SUPPLIED MATERIAL:
──────────────────────────────
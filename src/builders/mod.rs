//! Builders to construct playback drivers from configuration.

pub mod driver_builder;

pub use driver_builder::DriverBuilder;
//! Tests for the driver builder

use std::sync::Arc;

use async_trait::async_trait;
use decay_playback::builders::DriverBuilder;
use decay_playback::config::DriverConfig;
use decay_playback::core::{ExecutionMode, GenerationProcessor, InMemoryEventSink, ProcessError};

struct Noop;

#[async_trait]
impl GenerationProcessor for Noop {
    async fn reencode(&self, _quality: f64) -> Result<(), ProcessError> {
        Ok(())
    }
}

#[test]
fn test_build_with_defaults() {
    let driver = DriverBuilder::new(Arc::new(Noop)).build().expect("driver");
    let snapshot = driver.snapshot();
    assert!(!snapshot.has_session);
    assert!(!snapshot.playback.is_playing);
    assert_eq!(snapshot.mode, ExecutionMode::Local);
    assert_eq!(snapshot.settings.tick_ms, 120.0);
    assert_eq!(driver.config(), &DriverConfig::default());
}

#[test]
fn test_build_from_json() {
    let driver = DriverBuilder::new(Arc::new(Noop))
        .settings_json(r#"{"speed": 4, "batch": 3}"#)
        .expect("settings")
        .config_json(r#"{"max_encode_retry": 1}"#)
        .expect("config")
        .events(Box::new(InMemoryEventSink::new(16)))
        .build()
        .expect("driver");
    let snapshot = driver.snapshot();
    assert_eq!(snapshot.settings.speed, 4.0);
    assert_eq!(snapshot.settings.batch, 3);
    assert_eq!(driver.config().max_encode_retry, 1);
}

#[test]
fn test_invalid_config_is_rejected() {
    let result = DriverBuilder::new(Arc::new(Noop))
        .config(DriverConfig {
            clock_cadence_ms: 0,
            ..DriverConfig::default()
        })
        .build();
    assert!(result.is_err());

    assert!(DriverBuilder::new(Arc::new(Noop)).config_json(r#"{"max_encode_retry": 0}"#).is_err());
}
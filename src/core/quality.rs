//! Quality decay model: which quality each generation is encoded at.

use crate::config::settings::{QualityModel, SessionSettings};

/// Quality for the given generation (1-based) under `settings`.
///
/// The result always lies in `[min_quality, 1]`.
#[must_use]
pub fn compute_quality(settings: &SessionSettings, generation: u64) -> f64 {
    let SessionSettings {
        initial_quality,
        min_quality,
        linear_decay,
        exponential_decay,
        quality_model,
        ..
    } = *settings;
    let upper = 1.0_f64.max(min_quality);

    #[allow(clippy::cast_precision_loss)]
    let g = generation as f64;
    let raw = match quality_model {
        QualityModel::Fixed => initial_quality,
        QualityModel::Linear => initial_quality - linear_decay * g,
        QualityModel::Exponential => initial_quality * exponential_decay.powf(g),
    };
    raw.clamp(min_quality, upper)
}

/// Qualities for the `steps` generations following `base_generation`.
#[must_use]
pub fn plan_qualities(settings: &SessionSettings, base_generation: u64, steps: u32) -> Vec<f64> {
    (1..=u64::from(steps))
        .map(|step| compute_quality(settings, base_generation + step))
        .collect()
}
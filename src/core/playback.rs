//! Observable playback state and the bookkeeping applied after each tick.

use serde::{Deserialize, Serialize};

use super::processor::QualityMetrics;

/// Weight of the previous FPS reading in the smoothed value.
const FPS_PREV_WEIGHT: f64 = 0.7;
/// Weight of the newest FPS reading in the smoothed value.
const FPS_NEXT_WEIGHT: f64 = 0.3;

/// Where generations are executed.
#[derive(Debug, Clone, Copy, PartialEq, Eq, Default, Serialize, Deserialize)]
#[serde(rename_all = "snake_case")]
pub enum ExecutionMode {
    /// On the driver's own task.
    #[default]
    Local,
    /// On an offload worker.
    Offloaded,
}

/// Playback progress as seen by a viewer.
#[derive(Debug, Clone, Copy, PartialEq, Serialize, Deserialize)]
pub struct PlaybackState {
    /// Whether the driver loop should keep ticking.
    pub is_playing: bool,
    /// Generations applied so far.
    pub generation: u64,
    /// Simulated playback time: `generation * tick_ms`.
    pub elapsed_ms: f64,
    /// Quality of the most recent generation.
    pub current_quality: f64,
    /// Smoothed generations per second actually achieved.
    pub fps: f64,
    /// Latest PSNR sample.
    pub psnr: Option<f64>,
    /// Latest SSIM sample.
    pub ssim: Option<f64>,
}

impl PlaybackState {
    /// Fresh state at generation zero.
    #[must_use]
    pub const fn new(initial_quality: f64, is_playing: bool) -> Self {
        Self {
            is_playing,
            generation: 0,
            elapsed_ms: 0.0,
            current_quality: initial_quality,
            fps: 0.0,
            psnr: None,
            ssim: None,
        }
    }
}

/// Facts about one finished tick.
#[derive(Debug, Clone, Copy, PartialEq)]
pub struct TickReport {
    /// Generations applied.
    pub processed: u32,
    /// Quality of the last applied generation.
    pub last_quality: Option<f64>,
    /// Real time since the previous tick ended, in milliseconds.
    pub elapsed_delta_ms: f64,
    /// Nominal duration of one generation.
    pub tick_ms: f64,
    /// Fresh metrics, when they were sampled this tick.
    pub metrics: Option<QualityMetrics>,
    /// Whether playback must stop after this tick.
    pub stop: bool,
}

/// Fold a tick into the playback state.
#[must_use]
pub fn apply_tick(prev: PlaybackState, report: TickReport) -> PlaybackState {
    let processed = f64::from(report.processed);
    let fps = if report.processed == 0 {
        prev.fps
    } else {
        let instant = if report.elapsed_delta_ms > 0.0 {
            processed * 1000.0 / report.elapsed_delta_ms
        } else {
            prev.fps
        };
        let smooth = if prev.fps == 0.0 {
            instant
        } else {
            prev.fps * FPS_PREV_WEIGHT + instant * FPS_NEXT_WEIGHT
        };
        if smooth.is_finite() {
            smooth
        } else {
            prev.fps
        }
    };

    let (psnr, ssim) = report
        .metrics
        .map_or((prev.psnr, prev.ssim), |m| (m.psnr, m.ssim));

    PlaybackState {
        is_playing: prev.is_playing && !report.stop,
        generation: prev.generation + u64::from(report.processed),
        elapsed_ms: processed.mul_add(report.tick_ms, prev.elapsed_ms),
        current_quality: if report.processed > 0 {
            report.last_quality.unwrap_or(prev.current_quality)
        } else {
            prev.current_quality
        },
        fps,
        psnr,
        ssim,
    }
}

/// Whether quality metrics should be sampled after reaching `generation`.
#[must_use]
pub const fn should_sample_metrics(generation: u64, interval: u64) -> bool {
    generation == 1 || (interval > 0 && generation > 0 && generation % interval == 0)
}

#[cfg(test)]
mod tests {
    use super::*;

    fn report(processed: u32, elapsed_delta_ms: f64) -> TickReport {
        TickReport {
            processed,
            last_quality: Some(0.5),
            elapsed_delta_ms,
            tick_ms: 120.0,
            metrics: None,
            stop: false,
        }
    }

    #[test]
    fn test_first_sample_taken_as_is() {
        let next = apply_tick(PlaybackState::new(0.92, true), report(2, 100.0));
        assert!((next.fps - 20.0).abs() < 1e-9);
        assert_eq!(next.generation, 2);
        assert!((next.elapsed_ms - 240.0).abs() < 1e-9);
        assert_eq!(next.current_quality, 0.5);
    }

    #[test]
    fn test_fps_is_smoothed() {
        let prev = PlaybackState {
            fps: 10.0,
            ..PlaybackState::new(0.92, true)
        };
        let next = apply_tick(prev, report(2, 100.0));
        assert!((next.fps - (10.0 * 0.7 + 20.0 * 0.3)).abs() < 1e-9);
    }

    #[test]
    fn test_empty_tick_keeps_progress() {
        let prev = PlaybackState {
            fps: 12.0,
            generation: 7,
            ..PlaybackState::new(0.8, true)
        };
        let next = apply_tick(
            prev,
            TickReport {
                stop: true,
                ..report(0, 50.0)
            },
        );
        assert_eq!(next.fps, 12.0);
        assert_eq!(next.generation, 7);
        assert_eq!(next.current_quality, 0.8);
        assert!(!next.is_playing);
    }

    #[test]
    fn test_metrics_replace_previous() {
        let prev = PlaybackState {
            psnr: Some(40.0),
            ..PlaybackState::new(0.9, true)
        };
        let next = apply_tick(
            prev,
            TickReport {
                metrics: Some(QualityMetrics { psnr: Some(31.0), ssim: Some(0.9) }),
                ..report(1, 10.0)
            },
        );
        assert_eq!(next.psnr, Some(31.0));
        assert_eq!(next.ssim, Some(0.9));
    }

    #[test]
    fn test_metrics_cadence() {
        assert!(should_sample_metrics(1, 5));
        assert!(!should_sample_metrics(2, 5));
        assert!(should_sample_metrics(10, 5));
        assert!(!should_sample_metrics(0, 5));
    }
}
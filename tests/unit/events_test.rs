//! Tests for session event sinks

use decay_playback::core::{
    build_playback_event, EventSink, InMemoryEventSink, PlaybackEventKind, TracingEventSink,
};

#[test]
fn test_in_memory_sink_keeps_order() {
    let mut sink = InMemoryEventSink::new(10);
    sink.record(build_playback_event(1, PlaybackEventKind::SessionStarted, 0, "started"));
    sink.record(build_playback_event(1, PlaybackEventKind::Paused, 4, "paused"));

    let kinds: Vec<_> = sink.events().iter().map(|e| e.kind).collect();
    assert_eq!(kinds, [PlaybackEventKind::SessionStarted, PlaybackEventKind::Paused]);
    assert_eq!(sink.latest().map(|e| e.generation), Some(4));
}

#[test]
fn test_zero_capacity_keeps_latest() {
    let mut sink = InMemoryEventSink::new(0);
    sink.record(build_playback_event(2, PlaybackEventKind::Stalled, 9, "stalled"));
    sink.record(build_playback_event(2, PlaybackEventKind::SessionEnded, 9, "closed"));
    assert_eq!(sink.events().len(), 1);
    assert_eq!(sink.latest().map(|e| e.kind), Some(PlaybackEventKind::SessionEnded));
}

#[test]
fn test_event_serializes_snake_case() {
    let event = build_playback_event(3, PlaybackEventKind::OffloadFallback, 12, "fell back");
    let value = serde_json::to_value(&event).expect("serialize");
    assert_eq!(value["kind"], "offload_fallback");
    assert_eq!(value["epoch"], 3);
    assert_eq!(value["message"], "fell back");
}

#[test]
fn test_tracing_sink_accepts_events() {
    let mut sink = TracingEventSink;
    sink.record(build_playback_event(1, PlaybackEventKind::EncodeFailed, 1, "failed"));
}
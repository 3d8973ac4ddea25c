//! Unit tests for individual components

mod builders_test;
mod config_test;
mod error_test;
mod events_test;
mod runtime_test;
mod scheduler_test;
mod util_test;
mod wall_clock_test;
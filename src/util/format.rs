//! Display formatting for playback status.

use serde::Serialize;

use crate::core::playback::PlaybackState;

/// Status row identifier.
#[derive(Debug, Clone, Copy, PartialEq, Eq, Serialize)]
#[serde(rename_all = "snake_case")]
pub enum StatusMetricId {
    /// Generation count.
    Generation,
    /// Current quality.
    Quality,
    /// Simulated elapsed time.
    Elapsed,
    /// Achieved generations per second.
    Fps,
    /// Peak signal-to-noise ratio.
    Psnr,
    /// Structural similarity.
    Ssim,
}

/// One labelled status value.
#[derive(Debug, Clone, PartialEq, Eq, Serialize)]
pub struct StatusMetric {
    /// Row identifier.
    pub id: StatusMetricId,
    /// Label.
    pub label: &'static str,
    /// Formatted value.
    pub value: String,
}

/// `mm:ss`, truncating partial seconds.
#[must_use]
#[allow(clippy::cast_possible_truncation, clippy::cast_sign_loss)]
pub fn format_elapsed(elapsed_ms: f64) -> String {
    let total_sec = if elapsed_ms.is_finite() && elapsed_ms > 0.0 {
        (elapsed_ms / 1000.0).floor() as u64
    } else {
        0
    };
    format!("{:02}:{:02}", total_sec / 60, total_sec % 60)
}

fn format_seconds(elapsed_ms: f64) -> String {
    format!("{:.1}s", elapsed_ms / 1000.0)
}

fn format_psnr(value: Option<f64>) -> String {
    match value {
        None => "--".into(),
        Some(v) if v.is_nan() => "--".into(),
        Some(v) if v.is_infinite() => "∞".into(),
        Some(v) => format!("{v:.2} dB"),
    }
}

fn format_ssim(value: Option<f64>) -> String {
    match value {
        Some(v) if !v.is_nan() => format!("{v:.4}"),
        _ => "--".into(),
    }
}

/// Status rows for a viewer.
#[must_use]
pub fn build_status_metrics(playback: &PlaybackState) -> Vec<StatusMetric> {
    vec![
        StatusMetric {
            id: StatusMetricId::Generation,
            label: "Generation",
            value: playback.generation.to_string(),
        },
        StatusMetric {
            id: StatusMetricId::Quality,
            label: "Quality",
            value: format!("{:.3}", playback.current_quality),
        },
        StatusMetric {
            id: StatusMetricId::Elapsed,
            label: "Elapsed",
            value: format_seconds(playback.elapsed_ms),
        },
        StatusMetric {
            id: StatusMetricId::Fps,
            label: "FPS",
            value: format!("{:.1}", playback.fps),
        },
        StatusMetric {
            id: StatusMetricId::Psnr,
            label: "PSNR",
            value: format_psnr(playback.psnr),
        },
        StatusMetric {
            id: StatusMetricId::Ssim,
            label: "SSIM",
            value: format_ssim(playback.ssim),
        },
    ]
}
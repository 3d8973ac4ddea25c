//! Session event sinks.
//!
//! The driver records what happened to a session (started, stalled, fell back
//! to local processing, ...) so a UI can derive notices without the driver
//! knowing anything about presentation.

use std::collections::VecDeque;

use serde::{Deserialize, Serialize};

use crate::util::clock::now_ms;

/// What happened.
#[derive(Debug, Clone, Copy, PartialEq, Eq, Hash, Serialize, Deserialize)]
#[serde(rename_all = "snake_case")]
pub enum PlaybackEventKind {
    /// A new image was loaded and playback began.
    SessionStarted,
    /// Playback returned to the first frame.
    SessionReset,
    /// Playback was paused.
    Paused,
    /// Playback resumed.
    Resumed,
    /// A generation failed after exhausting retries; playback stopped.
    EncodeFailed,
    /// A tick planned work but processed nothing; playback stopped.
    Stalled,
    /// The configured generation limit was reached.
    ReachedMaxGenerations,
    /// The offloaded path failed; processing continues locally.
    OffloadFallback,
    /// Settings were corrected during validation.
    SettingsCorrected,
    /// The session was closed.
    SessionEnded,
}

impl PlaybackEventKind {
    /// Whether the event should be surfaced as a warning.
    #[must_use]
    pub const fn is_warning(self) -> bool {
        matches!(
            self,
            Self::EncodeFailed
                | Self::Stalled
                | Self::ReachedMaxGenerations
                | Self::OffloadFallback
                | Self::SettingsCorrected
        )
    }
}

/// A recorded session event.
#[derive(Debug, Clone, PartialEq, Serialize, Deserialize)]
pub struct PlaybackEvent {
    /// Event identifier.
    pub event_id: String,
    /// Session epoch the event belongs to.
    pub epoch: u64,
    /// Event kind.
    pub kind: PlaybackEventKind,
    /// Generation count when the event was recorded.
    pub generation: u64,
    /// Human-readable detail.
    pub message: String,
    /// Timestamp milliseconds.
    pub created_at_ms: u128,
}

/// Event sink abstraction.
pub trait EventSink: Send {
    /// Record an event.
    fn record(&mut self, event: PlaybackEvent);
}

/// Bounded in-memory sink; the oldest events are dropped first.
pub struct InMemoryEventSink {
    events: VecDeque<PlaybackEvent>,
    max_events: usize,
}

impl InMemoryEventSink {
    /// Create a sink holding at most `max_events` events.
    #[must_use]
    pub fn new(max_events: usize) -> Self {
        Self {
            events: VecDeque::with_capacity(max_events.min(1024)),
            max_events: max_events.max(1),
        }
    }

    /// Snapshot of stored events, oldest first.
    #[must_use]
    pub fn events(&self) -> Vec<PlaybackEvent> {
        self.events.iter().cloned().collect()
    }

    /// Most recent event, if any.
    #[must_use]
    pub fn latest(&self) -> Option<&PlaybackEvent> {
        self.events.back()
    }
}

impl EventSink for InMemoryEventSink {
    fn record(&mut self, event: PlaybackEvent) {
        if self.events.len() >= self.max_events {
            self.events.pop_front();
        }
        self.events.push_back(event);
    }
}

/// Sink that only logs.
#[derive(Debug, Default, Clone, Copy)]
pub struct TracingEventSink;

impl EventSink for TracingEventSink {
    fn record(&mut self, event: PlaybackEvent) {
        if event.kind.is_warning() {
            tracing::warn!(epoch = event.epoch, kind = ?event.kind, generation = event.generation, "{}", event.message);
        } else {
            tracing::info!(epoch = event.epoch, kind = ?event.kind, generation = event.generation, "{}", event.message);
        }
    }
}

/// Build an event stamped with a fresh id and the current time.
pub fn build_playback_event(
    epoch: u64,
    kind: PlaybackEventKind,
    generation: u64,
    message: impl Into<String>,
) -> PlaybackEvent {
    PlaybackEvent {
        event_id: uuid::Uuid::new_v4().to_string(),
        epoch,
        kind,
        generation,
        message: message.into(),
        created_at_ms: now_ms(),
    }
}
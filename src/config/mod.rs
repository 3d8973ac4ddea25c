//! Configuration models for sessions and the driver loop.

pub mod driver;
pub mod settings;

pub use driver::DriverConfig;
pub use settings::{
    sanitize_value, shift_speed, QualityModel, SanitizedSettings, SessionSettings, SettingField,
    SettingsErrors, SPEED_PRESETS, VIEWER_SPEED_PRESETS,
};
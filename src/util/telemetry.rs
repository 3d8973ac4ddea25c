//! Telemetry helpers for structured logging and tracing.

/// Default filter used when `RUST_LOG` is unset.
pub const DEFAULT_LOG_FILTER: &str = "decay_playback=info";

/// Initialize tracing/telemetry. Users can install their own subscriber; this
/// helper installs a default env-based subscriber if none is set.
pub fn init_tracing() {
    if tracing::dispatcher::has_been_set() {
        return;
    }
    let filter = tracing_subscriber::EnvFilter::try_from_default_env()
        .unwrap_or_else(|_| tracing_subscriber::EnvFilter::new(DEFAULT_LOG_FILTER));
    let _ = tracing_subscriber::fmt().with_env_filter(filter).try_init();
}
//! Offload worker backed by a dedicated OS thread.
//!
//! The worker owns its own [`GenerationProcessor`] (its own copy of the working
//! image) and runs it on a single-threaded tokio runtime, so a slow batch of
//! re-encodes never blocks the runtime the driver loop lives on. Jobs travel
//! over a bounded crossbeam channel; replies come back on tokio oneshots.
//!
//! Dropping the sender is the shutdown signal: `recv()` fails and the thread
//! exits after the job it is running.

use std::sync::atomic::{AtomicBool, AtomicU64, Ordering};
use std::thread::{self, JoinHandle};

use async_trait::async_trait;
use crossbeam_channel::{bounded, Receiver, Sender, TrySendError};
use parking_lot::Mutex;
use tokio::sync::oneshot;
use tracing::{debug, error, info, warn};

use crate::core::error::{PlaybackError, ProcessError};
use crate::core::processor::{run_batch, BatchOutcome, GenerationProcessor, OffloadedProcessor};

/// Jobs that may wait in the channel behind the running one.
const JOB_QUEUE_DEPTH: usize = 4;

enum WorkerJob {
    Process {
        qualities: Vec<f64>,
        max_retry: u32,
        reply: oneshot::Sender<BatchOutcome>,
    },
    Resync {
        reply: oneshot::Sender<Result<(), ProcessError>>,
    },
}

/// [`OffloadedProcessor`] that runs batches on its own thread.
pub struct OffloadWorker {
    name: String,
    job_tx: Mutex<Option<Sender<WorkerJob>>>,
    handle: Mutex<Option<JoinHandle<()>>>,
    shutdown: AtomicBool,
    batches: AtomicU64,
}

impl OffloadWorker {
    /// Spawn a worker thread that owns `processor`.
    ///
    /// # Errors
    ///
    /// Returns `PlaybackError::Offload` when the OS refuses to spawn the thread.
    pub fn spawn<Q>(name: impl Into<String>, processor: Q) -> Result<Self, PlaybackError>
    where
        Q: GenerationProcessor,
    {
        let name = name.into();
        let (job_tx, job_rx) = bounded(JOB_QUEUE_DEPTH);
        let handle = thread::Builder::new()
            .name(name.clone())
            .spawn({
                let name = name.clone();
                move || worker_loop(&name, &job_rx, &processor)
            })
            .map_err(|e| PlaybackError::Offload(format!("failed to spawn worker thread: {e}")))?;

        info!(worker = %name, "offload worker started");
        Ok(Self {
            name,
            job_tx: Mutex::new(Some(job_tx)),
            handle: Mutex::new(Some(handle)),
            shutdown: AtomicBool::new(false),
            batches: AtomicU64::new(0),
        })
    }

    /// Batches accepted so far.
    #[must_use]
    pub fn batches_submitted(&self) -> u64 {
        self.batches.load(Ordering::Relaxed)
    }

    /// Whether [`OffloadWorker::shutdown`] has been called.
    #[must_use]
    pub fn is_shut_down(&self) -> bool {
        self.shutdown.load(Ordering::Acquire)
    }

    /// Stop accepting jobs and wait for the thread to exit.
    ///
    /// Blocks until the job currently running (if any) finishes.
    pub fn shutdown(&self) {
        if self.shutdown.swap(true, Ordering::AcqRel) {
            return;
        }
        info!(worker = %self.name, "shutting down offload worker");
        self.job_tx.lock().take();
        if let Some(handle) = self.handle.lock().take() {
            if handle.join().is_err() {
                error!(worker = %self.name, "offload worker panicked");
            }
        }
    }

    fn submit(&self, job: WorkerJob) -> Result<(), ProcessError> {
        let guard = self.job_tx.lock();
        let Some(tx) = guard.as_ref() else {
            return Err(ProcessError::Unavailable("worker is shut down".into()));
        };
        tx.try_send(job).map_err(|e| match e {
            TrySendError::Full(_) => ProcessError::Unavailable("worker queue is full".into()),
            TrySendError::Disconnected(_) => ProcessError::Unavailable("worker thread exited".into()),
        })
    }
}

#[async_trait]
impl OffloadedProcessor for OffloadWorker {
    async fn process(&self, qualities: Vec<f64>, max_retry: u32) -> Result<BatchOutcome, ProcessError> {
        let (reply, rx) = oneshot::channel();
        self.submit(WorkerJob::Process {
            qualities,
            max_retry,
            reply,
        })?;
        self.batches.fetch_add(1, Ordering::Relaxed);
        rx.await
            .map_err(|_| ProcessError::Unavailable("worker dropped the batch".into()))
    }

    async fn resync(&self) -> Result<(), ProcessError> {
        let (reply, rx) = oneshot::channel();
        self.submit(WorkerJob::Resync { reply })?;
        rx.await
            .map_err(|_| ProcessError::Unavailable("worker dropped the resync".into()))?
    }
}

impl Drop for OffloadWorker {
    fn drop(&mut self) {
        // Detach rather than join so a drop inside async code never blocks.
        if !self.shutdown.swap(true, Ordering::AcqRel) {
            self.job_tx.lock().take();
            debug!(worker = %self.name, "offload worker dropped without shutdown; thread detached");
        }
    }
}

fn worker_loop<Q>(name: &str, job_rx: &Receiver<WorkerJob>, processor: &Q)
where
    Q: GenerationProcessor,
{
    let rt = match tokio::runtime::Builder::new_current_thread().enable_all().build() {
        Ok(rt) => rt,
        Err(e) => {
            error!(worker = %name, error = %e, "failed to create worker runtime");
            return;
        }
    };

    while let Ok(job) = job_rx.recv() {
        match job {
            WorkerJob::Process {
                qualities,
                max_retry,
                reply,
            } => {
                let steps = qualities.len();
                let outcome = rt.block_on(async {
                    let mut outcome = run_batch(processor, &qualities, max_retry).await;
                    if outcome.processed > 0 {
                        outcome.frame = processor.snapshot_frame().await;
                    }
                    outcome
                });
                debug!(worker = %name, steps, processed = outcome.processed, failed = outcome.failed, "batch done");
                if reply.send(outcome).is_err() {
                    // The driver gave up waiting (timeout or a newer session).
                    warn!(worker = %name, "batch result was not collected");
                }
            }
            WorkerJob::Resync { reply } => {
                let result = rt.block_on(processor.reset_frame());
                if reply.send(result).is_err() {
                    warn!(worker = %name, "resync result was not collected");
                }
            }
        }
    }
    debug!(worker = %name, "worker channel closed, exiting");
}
──────────────────────────────
THE TASK: Which lines of the records above contain the word "super"? Show each of them.

ANSWER SECTION:
use super::processor::QualityMetrics;
    use super::*;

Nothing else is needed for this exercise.